Your instructions: Each line of the data that includes the string "DiscoveryFloodRule" is to be copied out.

[Saved data entries]
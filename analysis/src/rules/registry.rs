use std::collections::HashSet;
use std::sync::Arc;

use crate::rules::client_reuse::ClientReuseRule;
use crate::rules::config_churn::ConfigChurnRule;
use crate::rules::discovery_flood::DiscoveryFloodRule;
use crate::rules::dynamic_overuse::DynamicOveruseRule;
use crate::rules::ignoring_429::Ignoring429Rule;
use crate::rules::large_pages::LargePagesRule;
use crate::rules::leaky_watch::LeakyWatchRule;
use crate::rules::list_in_loop::ListInLoopRule;
use crate::rules::manual_polling::ManualPollingRule;
use crate::rules::missing_context::MissingContextRule;
use crate::rules::missing_informer::MissingInformerRule;
use crate::rules::no_resync::NoResyncRule;
use crate::rules::no_retry_transient::NoRetryTransientRule;
use crate::rules::no_selectors::NoSelectorsRule;
use crate::rules::qps_burst::QpsBurstRule;
use crate::rules::rbac_scope::{ExcessiveClusterScopeRule, WildcardVerbsRule};
use crate::rules::requeue_backoff::RequeueBackoffRule;
use crate::rules::rest_config_defaults::RestConfigDefaultsRule;
use crate::rules::restmapper_not_cached::RestMapperNotCachedRule;
use crate::rules::tight_error_loops::TightErrorLoopsRule;
use crate::rules::unbounded_queue::UnboundedQueueRule;
use crate::rules::unstructured_everywhere::UnstructuredEverywhereRule;
use crate::rules::webhook_no_context::WebhookNoContextRule;
use crate::rules::webhook_timeouts::WebhookTimeoutsRule;
use crate::rules::wide_namespace::WideNamespaceRule;
use crate::rules::Rule;

/// Rules disabled unless explicitly selected: the two most prone to false
/// positives (loose identifier heuristics, unconditional context-constructor
/// flagging).
pub const DEFAULT_DISABLED: &[&str] = &["K8S031", "K8S061"];

#[derive(Debug, Default, Clone)]
pub struct RuleRegistry {
    rules: Vec<Arc<dyn Rule>>,
}

impl RuleRegistry {
    pub fn new() -> Self {
        Self { rules: Vec::new() }
    }

    pub fn register(&mut self, rule: Arc<dyn Rule>) {
        debug_assert!(
            !self.contains(rule.id()),
            "duplicate rule id {}",
            rule.id()
        );
        self.rules.push(rule);
    }

    pub fn all(&self) -> &[Arc<dyn Rule>] {
        &self.rules
    }

    pub fn get(&self, id: &str) -> Option<Arc<dyn Rule>> {
        self.rules.iter().find(|r| r.id() == id).cloned()
    }

    pub fn contains(&self, id: &str) -> bool {
        self.rules.iter().any(|r| r.id() == id)
    }

    pub fn len(&self) -> usize {
        self.rules.len()
    }

    pub fn is_empty(&self) -> bool {
        self.rules.is_empty()
    }

    /// Select rules to run: a non-empty allow-list wins; otherwise the full
    /// catalog minus the deny-list.
    pub fn select(&self, allow: &[String], deny: &[String]) -> Vec<Arc<dyn Rule>> {
        if !allow.is_empty() {
            let wanted: HashSet<&str> = allow.iter().map(String::as_str).collect();
            return self
                .rules
                .iter()
                .filter(|r| wanted.contains(r.id()))
                .cloned()
                .collect();
        }
        let denied: HashSet<&str> = deny.iter().map(String::as_str).collect();
        self.rules
            .iter()
            .filter(|r| !denied.contains(r.id()))
            .cloned()
            .collect()
    }

    /// The full built-in catalog.
    pub fn with_builtin_rules() -> Self {
        let mut registry = RuleRegistry::new();

        // Client construction and reuse
        registry.register(Arc::new(ClientReuseRule::new()));
        registry.register(Arc::new(QpsBurstRule::new()));
        registry.register(Arc::new(ConfigChurnRule::new()));

        // Informers, caches and controllers
        registry.register(Arc::new(MissingInformerRule::new()));
        registry.register(Arc::new(ListInLoopRule::new()));
        registry.register(Arc::new(ManualPollingRule::new()));
        registry.register(Arc::new(UnboundedQueueRule::new()));
        registry.register(Arc::new(RequeueBackoffRule::new()));

        // List/Watch usage
        registry.register(Arc::new(NoSelectorsRule::new()));
        registry.register(Arc::new(WideNamespaceRule::new()));
        registry.register(Arc::new(LargePagesRule::new()));

        // Error handling and rate limiting
        registry.register(Arc::new(Ignoring429Rule::new()));
        registry.register(Arc::new(NoRetryTransientRule::new()));
        registry.register(Arc::new(TightErrorLoopsRule::new()));

        // Watch handling
        registry.register(Arc::new(NoResyncRule::new()));
        registry.register(Arc::new(MissingContextRule::new()));
        registry.register(Arc::new(LeakyWatchRule::new()));

        // client-go specifics
        registry.register(Arc::new(RestConfigDefaultsRule::new()));
        registry.register(Arc::new(DynamicOveruseRule::new()));
        registry.register(Arc::new(UnstructuredEverywhereRule::new()));

        // Admission webhooks
        registry.register(Arc::new(WebhookTimeoutsRule::new()));
        registry.register(Arc::new(WebhookNoContextRule::new()));

        // Discovery and RESTMapper
        registry.register(Arc::new(DiscoveryFloodRule::new()));
        registry.register(Arc::new(RestMapperNotCachedRule::new()));

        // RBAC
        registry.register(Arc::new(ExcessiveClusterScopeRule::new()));
        registry.register(Arc::new(WildcardVerbsRule::new()));

        registry
    }
}
//! K8S022: flags all-namespaces listing: `client.InNamespace("")` options and
//! typed chains like `cs.CoreV1().Pods("").List(...)`.

use async_trait::async_trait;
use tree_sitter::Node;

use kubeaudit_core::{walk, CallTarget, Flow, ScopeFrame, SemanticUnit, UnitFile, Visitor};

use crate::finding::RuleFinding;
use crate::rules::helpers::{
    call_args, callee_node, chain_has_empty_namespace_arg, chain_has_resource_name,
    is_empty_string,
};
use crate::rules::Rule;
use crate::watchlists::is_kubernetes_path;

#[derive(Debug, Default)]
pub struct WideNamespaceRule;

impl WideNamespaceRule {
    pub fn new() -> Self {
        Self
    }
}

struct WideNamespaceVisitor<'t, 'a> {
    file: &'t UnitFile,
    unit_uses_kubernetes: bool,
    findings: &'a mut Vec<RuleFinding>,
}

impl<'t> Visitor<'t> for WideNamespaceVisitor<'t, '_> {
    fn enter(&mut self, node: Node<'t>, _scope: &ScopeFrame) -> Flow {
        if node.kind() != "call_expression" {
            return Flow::Continue;
        }
        let parsed = &self.file.parsed;
        let target = self.file.resolver().resolve_call_target(node);

        match target.name() {
            Some("InNamespace") => {
                let accepted = match &target {
                    CallTarget::Resolved(sym) => is_kubernetes_path(&sym.package),
                    CallTarget::Method { .. } | CallTarget::Local(_) => self.unit_uses_kubernetes,
                    CallTarget::Unresolved => false,
                };
                let args = call_args(node);
                if accepted && args.len() == 1 && is_empty_string(parsed, args[0]) {
                    self.findings.push(RuleFinding::at(
                        parsed,
                        &callee_node(node),
                        "all-namespaces list; scope to a namespace if possible",
                    ));
                }
            }
            Some("List") | Some("Watch") => {
                // Typed client chain with an empty namespace argument and a
                // known resource selector, e.g. Pods("").List(ctx, opts).
                if let Some(receiver) = self.file.resolver().call_receiver(node) {
                    if chain_has_empty_namespace_arg(parsed, receiver)
                        && chain_has_resource_name(parsed, receiver)
                    {
                        self.findings.push(RuleFinding::at(
                            parsed,
                            &callee_node(node),
                            "all-namespaces list; scope to a namespace if possible",
                        ));
                    }
                }
            }
            _ => {}
        }
        Flow::Continue
    }
}

#[async_trait]
impl Rule for WideNamespaceRule {
    fn id(&self) -> &'static str {
        "K8S022"
    }

    fn title(&self) -> &'static str {
        "All-namespaces list"
    }

    fn suggestion(&self) -> &'static str {
        "Scope to a specific namespace"
    }

    async fn evaluate(&self, unit: &SemanticUnit) -> Vec<RuleFinding> {
        let unit_uses_kubernetes = unit.imports_any(is_kubernetes_path);
        let mut findings = Vec::new();
        for file in &unit.files {
            let mut visitor = WideNamespaceVisitor {
                file,
                unit_uses_kubernetes,
                findings: &mut findings,
            };
            walk(&file.parsed, &mut visitor);
        }
        findings
    }
}

#[cfg(test)]
mod tests {
    use super::*;
    use crate::rules::helpers::testutil::unit;

    #[tokio::test]
    async fn flags_in_namespace_empty_string() {
        let rule = WideNamespaceRule::new();
        let unit = unit(
            r#"
package main

import "sigs.k8s.io/controller-runtime/pkg/client"

func dump(c client.Client) {
    c.List(ctx, &pods, client.InNamespace(""))
}
"#,
        );
        let findings = rule.evaluate(&unit).await;
        assert_eq!(findings.len(), 1);
    }

    #[tokio::test]
    async fn scoped_in_namespace_is_clean() {
        let rule = WideNamespaceRule::new();
        let unit = unit(
            r#"
package main

import "sigs.k8s.io/controller-runtime/pkg/client"

func dump(c client.Client) {
    c.List(ctx, &pods, client.InNamespace("prod"))
}
"#,
        );
        assert!(rule.evaluate(&unit).await.is_empty());
    }

    #[tokio::test]
    async fn flags_typed_chain_with_empty_namespace() {
        let rule = WideNamespaceRule::new();
        let unit = unit(
            r#"
package main

import "k8s.io/client-go/kubernetes"

func dump(cs kubernetes.Interface) {
    cs.CoreV1().Pods("").List(ctx, opts)
}
"#,
        );
        let findings = rule.evaluate(&unit).await;
        assert_eq!(findings.len(), 1);
    }

    #[tokio::test]
    async fn typed_chain_with_namespace_is_clean() {
        let rule = WideNamespaceRule::new();
        let unit = unit(
            r#"
package main

import "k8s.io/client-go/kubernetes"

func dump(cs kubernetes.Interface) {
    cs.CoreV1().Pods("prod").List(ctx, opts)
}
"#,
        );
        assert!(rule.evaluate(&unit).await.is_empty());
    }

    #[tokio::test]
    async fn empty_string_without_resource_chain_is_clean() {
        let rule = WideNamespaceRule::new();
        let unit = unit(
            r#"
package main

func dump(s Store) {
    s.Bucket("").List()
}
"#,
        );
        assert!(rule.evaluate(&unit).await.is_empty());
    }
}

Written solution:
use crate::rules::discovery_flood::DiscoveryFloodRule;
        registry.register(Arc::new(DiscoveryFloodRule::new()));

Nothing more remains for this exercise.